PROPERTY RESOURCES EQUITY TRUST
NOTES TO FINANCIAL STATEMENTS
MARCH 31, 1998
NOTE 1- BASIS OF PRESENTATION
The accompanying unaudited interim financial statements of Property Resources
Equity Trust (the "Fund") have been prepared in accordance with the
instructions to Form 10-Q pursuant to the rules and regulations of the
Securities and Exchange Commission. Certain information and footnote
disclosures normally included in financial statements prepared in accordance
with generally accepted accounting principles have been condensed or omitted
pursuant to such rules and regulations. In the opinion of management, all
appropriate adjustments necessary to a fair presentation of the results of
operations have been made for the periods shown. All adjustments are of a
normal recurring nature. Certain prior year amounts have been reclassified
to conform to current year presentations. These financial statements should
be read in conjunction with the Fund's audited financial statements for the
year ended December 31, 1997.
NOTE 2 - BUSINESS ACTIVITY
As of March 31, 1998, the Fund had one remaining property in its portfolio,
Good Guys Shopping Center. Management currently intends to dispose of the
Good Guys Plaza Shopping Center and has commenced marketing activity. At
March 31, 1998, management estimates that the net realizable value of the
property approximates its carrying value; however, there can be no assurance
that the eventual sales price of the property will not result in a loss or
that a sale will be consummated.
NOTE 3 - NOTE PAYABLE
On March 3, 1997, the note payable collateralized by the Good Guys Plaza
Shopping Center was repaid from the proceeds of a new note payable. The new
note payable, which is also collateralized by the property and matures in
2022, requires monthly payments of principal and interest at 8.8% until 2007,
at which time the interest rate increases to at least 13.8% under an
adjustment formula defined in the note agreement.

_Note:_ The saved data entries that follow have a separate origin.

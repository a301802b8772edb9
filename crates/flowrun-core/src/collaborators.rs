//! External collaborator seams. The engine reaches every outside effect
//! through these traits: model provider calls ([`ProviderClient`]), tool
//! lookup and execution ([`ToolRegistry`]), and the fire-and-forget console
//! sink ([`ConsoleSink`]). In-memory implementations ship for embedding and
//! tests.

use std::sync::Arc;

use async_trait::async_trait;
use dashmap::DashMap;
use serde::{Deserialize, Serialize};
use serde_json::{Map, Value};
use uuid::Uuid;

use crate::error::ExecutorError;
use crate::output::NormalizedBlockOutput;

/// Token accounting reported by a provider.
#[derive(Debug, Clone, Copy, Default, PartialEq, Eq, Serialize, Deserialize)]
pub struct TokenUsage {
    pub prompt: u64,
    pub completion: u64,
    pub total: u64,
}

/// Payload for one provider call.
#[derive(Debug, Clone, Default)]
pub struct ProviderRequest {
    /// Provider implementation to route to; the collaborator picks its
    /// default when unset.
    pub provider: Option<String>,
    pub model: String,
    pub system_prompt: Option<String>,
    /// User-facing message content.
    pub context: Option<String>,
    pub tools: Vec<Value>,
    pub temperature: Option<f64>,
    pub max_tokens: Option<u64>,
    pub api_key: Option<String>,
    pub response_format: Option<Value>,
}

/// Provider reply consumed by the agent, router and evaluator handlers.
#[derive(Debug, Clone, Default)]
pub struct ProviderResponse {
    pub content: String,
    pub model: String,
    pub tokens: Option<TokenUsage>,
    pub tool_calls: Vec<Value>,
}

/// Language-model provider seam.
#[async_trait]
pub trait ProviderClient: Send + Sync {
    async fn request(&self, request: ProviderRequest) -> Result<ProviderResponse, ExecutorError>;
}

/// Declared parameter of a tool, used to build JSON-Schema-style parameter
/// objects for agent tool calls.
#[derive(Debug, Clone, Serialize, Deserialize)]
pub struct ToolParam {
    pub id: String,
    #[serde(rename = "type")]
    pub param_type: String,
    #[serde(default)]
    pub required: bool,
    #[serde(default)]
    pub description: Option<String>,
}

/// Tool metadata resolved from a tool id.
#[derive(Debug, Clone, Serialize, Deserialize)]
pub struct ToolSpec {
    pub id: String,
    pub name: String,
    #[serde(default)]
    pub description: Option<String>,
    #[serde(default)]
    pub params: Vec<ToolParam>,
}

/// Outcome of a tool invocation.
#[derive(Debug, Clone, Default)]
pub struct ToolOutcome {
    pub success: bool,
    pub output: Option<Value>,
    pub error: Option<String>,
}

/// Tool lookup and execution seam.
#[async_trait]
pub trait ToolRegistry: Send + Sync {
    /// Map a block type (e.g. a tool-bearing block's `metadata.id`) to the
    /// tool id it contributes to agent tool calls.
    fn tool_for_block_type(&self, block_type: &str) -> Option<String>;

    fn tool_by_id(&self, tool_id: &str) -> Option<ToolSpec>;

    async fn execute(
        &self,
        tool_id: &str,
        inputs: Map<String, Value>,
    ) -> Result<ToolOutcome, ExecutorError>;
}

/// Console event emitted for every block that starts, mirroring the block
/// log plus execution identifiers.
#[derive(Debug, Clone, Serialize)]
#[serde(rename_all = "camelCase")]
pub struct ConsoleEvent {
    pub workflow_id: String,
    pub execution_id: Uuid,
    pub block_id: String,
    pub block_name: String,
    pub block_type: String,
    pub started_at: String,
    pub ended_at: String,
    pub duration_ms: u64,
    pub success: bool,
    pub timestamp: String,
    #[serde(skip_serializing_if = "Option::is_none")]
    pub output: Option<NormalizedBlockOutput>,
    #[serde(skip_serializing_if = "Option::is_none")]
    pub error: Option<String>,
}

/// Fire-and-forget console sink.
pub trait ConsoleSink: Send + Sync {
    fn log(&self, event: ConsoleEvent);
}

/// Sink that drops every event. Useful when the embedder has no console.
#[derive(Debug, Default, Clone, Copy)]
pub struct NullConsole;

impl ConsoleSink for NullConsole {
    fn log(&self, _event: ConsoleEvent) {}
}

/// In-memory console capturing events in arrival order.
#[derive(Default)]
pub struct MemoryConsole {
    events: std::sync::Mutex<Vec<ConsoleEvent>>,
}

impl MemoryConsole {
    pub fn new() -> Arc<Self> {
        Arc::new(Self::default())
    }

    pub fn events(&self) -> Vec<ConsoleEvent> {
        self.events.lock().expect("console lock").clone()
    }
}

impl ConsoleSink for MemoryConsole {
    fn log(&self, event: ConsoleEvent) {
        self.events.lock().expect("console lock").push(event);
    }
}

/// Runner closure invoked when a registered tool executes.
pub type ToolRunner = Box<dyn Fn(Map<String, Value>) -> ToolOutcome + Send + Sync>;

/// Registry holding tool specs, block-type mappings and runner closures in
/// shared maps so concurrent layer executions can resolve tools without
/// additional locking.
#[derive(Default)]
pub struct StaticToolRegistry {
    specs: DashMap<String, ToolSpec>,
    block_types: DashMap<String, String>,
    runners: DashMap<String, Arc<ToolRunner>>,
}

impl StaticToolRegistry {
    pub fn new() -> Self {
        Self::default()
    }

    /// Register a tool spec together with its runner.
    pub fn register(
        &self,
        spec: ToolSpec,
        runner: impl Fn(Map<String, Value>) -> ToolOutcome + Send + Sync + 'static,
    ) {
        let runner: ToolRunner = Box::new(runner);
        self.runners.insert(spec.id.clone(), Arc::new(runner));
        self.specs.insert(spec.id.clone(), spec);
    }

    /// Map a block type to a registered tool id for agent tool transforms.
    pub fn map_block_type(&self, block_type: impl Into<String>, tool_id: impl Into<String>) {
        self.block_types.insert(block_type.into(), tool_id.into());
    }
}

#[async_trait]
impl ToolRegistry for StaticToolRegistry {
    fn tool_for_block_type(&self, block_type: &str) -> Option<String> {
        self.block_types.get(block_type).map(|t| t.clone())
    }

    fn tool_by_id(&self, tool_id: &str) -> Option<ToolSpec> {
        self.specs.get(tool_id).map(|s| s.clone())
    }

    async fn execute(
        &self,
        tool_id: &str,
        inputs: Map<String, Value>,
    ) -> Result<ToolOutcome, ExecutorError> {
        let runner = self
            .runners
            .get(tool_id)
            .map(|r| Arc::clone(&r))
            .ok_or_else(|| ExecutorError::ToolNotFound(tool_id.to_string()))?;
        Ok((*runner)(inputs))
    }
}

/// Everything a block handler can reach beyond the execution context.
#[derive(Clone)]
pub struct Collaborators {
    pub provider: Arc<dyn ProviderClient>,
    pub tools: Arc<dyn ToolRegistry>,
    pub console: Arc<dyn ConsoleSink>,
}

NOTE 4 - SALE OF RENTAL PROPERTY
On March 4, 1997, the Fund sold the Graham Court Business Park to an
unaffiliated buyer for a total sales price of $2,200,000 resulting in net
cash proceeds to the Fund of $2,093,000. In connection with the sale, the
Fund recognized a gain of $370,000.
NOTE 5 - SUPPLEMENTAL DISCLOSURE OF CASH FLOW INFORMATION
For the three-month period ended March 31, 1998, interest paid amounted to
$61,754.
NOTE 6 - SUBSEQUENT EVENT
On April 16, 1998, the note receivable, $712,000 collateralized by the Agora
building was paid in full. The proceeds will be distributed to shareholders
in the second quarter.
PROPERTY RESOURCES EQUITY TRUST
ITEM 2. MANAGEMENT'S DISCUSSION AND ANALYSIS OF FINANCIAL CONDITION AND
RESULTS OF OPERATIONS
INTRODUCTION
Management's discussion and analysis of financial condition and results of
operations should be read in conjunction with the Financial Statements and
Notes thereto.
RESULTS OF OPERATIONS
COMPARISON OF THE THREE-MONTH PERIODS ENDED MARCH 31, 1998 AND 1997
Net income for the three-month period decreased $362,000 primarily due to the
gain related to the sale of Graham Court in 1997.
Total revenue for the three-month period ended March 31, 1998 decreased
$11,000 or 5% due a decline in interest and dividend revenue. The decrease
of $15,000 in these accounts from the comparable period in the prior year was
attributable to lower average investment balances in the current period.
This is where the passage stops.